Pas besoin de traduction, il suffit de regarder attentivement et de se laisser porter par les intonations.- Dit maman, c'est quoi une femme ?
- Une femme, c'est une personne comme moi.
- Dit papa, c'est quoi un homme ?
- Un homme, c'est une personne comme moi.
- Mais vous avez des mains et des cheveux, des pieds.
- Regarde papa, nous nous ressemblons, et pourtant nous avons des différences. ce sont ces différences qui différencie un homme d'une femme.
- Donc la boulangère, ce n'est pas une femme parce qu'elle n'est pas comme toi maman ?
- La boulangère est une femme comme moi, car nous avons des choses en commun que les hommes n'ont pas.
- Comme un mari ? donc celles qui n'ont pas de mari ne sont pas des femmes ?
- Une femme n'a pas nécessairement un mari. il y a des femmes qui n'en trouvent pas, d'autres qui n'en veulent pas, d'autres veulent etre avec une autre femme et non un homme. Pourtant, ce sont toutes des femmes.
- Donc etre une femme c'est avoir des bébés ?
- Toutes les femmes n'ont pas de bébés. certaines n'en veulent pas. mais il y a certaines femmes qui ne peuvent pas avoir de bébés. pourtant ce sont des femmes.
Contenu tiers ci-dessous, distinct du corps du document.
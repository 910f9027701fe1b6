//! Agent health monitoring.
//!
//! Every reconciler tick starts with a sweep over all agent rows: each is
//! probed concurrently, a success marks it online and advances `last_seen`,
//! and any failure marks it offline without touching `last_seen`. Admin-set
//! `maintenance` is overwritten by the next probe result.

use chrono::{DateTime, Utc};
use futures::future::join_all;
use labfleet_store::{AgentStatus, Store};

use crate::agent_client::AgentClient;

/// Probe every agent and record the results.
///
/// Failures to persist a result are logged and do not abort the sweep.
pub async fn sweep<S, C>(store: &S, client: &C, now: DateTime<Utc>)
where
    S: Store + ?Sized,
    C: AgentClient + ?Sized,
{
    let agents = match store.list_agents() {
        Ok(agents) => agents,
        Err(e) => {
            tracing::error!(error = %e, "Health sweep could not list agents");
            return;
        }
    };

    let probes = agents.iter().map(|agent| async move {
        let healthy = client.health(agent).await.is_ok();
        (agent, healthy)
    });

    for (agent, healthy) in join_all(probes).await {
        let was_online = agent.status == AgentStatus::Online;
        if healthy != was_online {
            tracing::info!(
                agent_id = %agent.id,
                ip = %agent.ip,
                healthy,
                previous = ?agent.status,
                "Agent health changed"
            );
        }

        if let Err(e) = store.record_agent_health(agent.id, healthy, now) {
            tracing::error!(
                agent_id = %agent.id,
                error = %e,
                "Failed to record agent health"
            );
        }
    }
}
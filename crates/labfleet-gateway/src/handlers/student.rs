//! Student-facing booking endpoints.

use std::sync::Arc;

use axum::extract::{Path, State};
use axum::http::StatusCode;
use axum::response::IntoResponse;
use axum::Json;
use chrono::{DateTime, Utc};
use serde::Serialize;

use labfleet_control::{Booking, BookingRequest, ControlPlane};
use labfleet_core::{BookingId, Role, UserId};
use labfleet_store::BookingStatus;

use crate::auth::Student;
use crate::error::ApiError;
use crate::state::GatewayState;

/// One booking in the caller's listing.
#[derive(Debug, Serialize)]
pub struct BookingSummary {
    /// Booking id.
    pub id: BookingId,
    /// Lifecycle status.
    pub status: BookingStatus,
    /// Scheduled start.
    pub start: DateTime<Utc>,
    /// Scheduled end.
    pub end: DateTime<Utc>,
    /// Access URL once the session is running.
    pub url: Option<String>,
    /// Container image.
    pub image: String,
    /// Requested CPU cores.
    pub cpu: u32,
    /// Requested memory as submitted.
    pub memory: String,
}

impl From<Booking> for BookingSummary {
    fn from(booking: Booking) -> Self {
        Self {
            id: booking.id,
            status: booking.status,
            start: booking.start_time,
            end: booking.end_time,
            url: booking.access_url,
            image: booking.image,
            cpu: booking.cpu,
            memory: booking.memory,
        }
    }
}

/// Response for the profile endpoint.
#[derive(Debug, Serialize)]
pub struct ProfileResponse {
    /// User id.
    pub id: UserId,
    /// Display name.
    pub name: String,
    /// Email address.
    pub email: String,
    /// Role.
    pub role: Role,
    /// Department label.
    pub department: String,
    /// Whether the account is enabled.
    pub active: bool,
}

/// Submit a booking request.
///
/// # Errors
///
/// Returns 400 on validation failure and 409 if the interval overlaps one
/// of the caller's approved or active bookings.
pub async fn book<C>(
    State(state): State<Arc<GatewayState<C>>>,
    Student(user): Student,
    Json(body): Json<BookingRequest>,
) -> Result<impl IntoResponse, ApiError>
where
    C: ControlPlane + 'static,
{
    let booking = state.control.create_booking(user.user_id, body).await?;

    Ok((
        StatusCode::CREATED,
        Json(serde_json::json!({ "msg": "Booking submitted", "id": booking.id })),
    ))
}

/// List the caller's bookings, newest first.
///
/// # Errors
///
/// Returns an error if the control plane operation fails.
pub async fn list_bookings<C>(
    State(state): State<Arc<GatewayState<C>>>,
    Student(user): Student,
) -> Result<impl IntoResponse, ApiError>
where
    C: ControlPlane + 'static,
{
    let bookings = state.control.list_user_bookings(user.user_id).await?;
    let summaries: Vec<BookingSummary> = bookings.into_iter().map(BookingSummary::from).collect();
    Ok(Json(summaries))
}

/// Cancel one of the caller's bookings.
///
/// # Errors
///
/// Returns 404 if the booking doesn't exist or isn't the caller's, and 409
/// if it is no longer pending or approved.
pub async fn cancel_booking<C>(
    State(state): State<Arc<GatewayState<C>>>,
    Student(user): Student,
    Path(booking_id): Path<BookingId>,
) -> Result<impl IntoResponse, ApiError>
where
    C: ControlPlane + 'static,
{
    state
        .control
        .cancel_booking(user.user_id, booking_id)
        .await?;

    Ok(Json(serde_json::json!({ "msg": "Booking cancelled" })))
}

/// Return the caller's profile.
///
/// # Errors
///
/// Returns 404 if the user row is missing.
pub async fn profile<C>(
    State(state): State<Arc<GatewayState<C>>>,
    Student(user): Student,
) -> Result<impl IntoResponse, ApiError>
where
    C: ControlPlane + 'static,
{
    let user = state.control.get_profile(user.user_id).await?;

    Ok(Json(ProfileResponse {
        id: user.id,
        name: user.name,
        email: user.email,
        role: user.role,
        department: user.department,
        active: user.active,
    }))
}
- Elles ne peuvent pas, pourquoi ?
- Tu te souviens ton petit camarade de classe qui a une boite collée à l'oreille ? tu souviens de tes copains qui ont des lunettes ? toi, tu n'as pas cette boite et tu n'as pas de lunette. C'est le hasard qui veut ca. ton camarade a besoin de la petite boite pour réussir à entendre, tes copains ont besoin des lunettes pour voir, toi tu peux y arriver sans cela. Pour le fait d'avoir des bébés c'est pareil. il y a des femmes qui peuvent en avoir, d'autres ont besoin d'aide pour en avoir et certaines ne pourront jamais en avoir. et pourtant ce sont des femmes.
- D'accord. mais les hommes ? c'est pareil pour les hommes ? parce que les hommes, ils font pas de bébés. c'est les femmes qui font des bébés.
- Une femme toute seule ne peut pas faire de bébé. Il lui faut l'aide d'un homme pour faire des bébés. et comme pour les femmes, il y a des hommes qui ont besoin d'aide pour faire le bébé. il y a aussi des hommes qui ne pourront jamais avoir des bébés.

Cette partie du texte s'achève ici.